Given data section start

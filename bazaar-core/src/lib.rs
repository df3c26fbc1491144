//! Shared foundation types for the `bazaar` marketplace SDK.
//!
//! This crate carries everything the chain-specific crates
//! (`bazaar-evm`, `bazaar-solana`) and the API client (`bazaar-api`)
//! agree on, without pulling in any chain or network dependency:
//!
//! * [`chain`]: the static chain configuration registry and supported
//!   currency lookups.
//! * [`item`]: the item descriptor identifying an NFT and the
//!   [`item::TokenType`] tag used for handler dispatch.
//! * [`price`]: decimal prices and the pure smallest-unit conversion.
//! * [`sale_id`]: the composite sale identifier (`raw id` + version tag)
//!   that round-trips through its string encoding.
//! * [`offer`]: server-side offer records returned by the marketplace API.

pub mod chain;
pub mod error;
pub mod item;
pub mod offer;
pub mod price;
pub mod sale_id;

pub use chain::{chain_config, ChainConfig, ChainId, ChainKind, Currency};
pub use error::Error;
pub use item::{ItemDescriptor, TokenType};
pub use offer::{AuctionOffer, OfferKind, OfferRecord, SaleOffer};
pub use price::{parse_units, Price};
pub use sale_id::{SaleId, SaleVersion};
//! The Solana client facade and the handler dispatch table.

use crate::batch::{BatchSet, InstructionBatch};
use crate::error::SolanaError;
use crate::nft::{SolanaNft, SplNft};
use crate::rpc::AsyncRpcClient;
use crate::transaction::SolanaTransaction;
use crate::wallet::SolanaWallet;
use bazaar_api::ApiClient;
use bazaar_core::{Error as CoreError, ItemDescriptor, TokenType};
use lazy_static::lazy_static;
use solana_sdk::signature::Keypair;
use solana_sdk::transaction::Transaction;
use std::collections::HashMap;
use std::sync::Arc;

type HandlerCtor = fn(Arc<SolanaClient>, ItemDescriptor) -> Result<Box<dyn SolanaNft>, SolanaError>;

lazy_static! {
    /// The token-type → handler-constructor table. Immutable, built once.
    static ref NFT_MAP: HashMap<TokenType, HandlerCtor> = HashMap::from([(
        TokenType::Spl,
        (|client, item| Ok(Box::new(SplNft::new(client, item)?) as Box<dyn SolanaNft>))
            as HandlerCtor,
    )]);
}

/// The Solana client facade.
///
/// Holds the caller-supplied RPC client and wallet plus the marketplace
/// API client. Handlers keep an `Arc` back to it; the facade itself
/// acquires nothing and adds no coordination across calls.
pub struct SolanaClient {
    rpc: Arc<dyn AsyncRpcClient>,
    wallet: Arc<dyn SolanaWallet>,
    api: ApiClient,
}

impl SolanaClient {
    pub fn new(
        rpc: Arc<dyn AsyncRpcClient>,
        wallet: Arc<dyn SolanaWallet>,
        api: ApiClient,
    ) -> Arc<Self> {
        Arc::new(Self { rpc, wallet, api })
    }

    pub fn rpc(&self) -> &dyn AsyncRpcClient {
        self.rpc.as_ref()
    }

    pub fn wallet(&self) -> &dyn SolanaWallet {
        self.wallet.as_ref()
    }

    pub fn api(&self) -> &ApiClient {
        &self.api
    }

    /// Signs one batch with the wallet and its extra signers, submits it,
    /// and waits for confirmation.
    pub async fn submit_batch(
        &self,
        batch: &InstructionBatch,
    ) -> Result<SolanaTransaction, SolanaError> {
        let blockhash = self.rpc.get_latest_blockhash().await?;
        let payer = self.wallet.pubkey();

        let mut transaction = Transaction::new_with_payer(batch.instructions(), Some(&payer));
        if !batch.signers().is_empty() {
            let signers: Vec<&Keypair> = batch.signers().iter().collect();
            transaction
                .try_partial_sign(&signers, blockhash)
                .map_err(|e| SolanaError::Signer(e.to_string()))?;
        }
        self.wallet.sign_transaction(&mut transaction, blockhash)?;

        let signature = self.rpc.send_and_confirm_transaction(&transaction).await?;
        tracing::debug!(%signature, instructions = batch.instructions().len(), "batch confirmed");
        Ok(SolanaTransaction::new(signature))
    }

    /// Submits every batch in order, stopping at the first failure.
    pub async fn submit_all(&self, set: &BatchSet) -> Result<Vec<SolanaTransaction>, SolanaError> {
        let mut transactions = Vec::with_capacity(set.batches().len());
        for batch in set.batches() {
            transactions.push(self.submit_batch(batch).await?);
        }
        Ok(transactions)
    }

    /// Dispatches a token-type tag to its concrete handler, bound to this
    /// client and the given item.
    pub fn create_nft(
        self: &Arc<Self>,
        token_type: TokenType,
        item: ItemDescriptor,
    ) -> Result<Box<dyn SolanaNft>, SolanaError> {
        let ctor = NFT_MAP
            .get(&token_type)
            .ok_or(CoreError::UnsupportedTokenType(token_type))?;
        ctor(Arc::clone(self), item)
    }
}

Given data section end
Given data section start

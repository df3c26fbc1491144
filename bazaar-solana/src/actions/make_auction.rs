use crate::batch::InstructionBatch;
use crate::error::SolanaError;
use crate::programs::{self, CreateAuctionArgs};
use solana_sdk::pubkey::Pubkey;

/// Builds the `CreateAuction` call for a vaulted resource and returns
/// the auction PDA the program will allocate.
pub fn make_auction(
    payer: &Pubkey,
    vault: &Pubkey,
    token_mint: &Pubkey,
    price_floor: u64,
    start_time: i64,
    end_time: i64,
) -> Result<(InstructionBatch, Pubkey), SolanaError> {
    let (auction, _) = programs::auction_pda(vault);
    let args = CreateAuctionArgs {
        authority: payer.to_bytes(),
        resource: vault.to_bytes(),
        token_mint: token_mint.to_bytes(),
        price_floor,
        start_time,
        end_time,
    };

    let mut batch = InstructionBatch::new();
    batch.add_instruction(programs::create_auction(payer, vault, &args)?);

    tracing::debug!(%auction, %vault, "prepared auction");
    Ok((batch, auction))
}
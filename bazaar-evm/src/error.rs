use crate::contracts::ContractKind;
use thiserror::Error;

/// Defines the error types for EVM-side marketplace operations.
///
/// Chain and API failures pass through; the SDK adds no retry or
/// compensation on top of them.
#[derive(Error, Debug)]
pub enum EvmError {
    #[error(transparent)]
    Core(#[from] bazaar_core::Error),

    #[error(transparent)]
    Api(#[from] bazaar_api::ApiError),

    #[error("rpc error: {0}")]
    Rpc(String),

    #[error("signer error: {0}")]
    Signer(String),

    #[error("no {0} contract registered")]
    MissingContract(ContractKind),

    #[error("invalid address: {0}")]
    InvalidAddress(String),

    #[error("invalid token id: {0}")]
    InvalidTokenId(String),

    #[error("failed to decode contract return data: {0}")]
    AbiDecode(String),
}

Given data section end

What is required>
Work through the records line by line, and once you reach the final line, report only how many held "SolanaTransaction".

Result>
4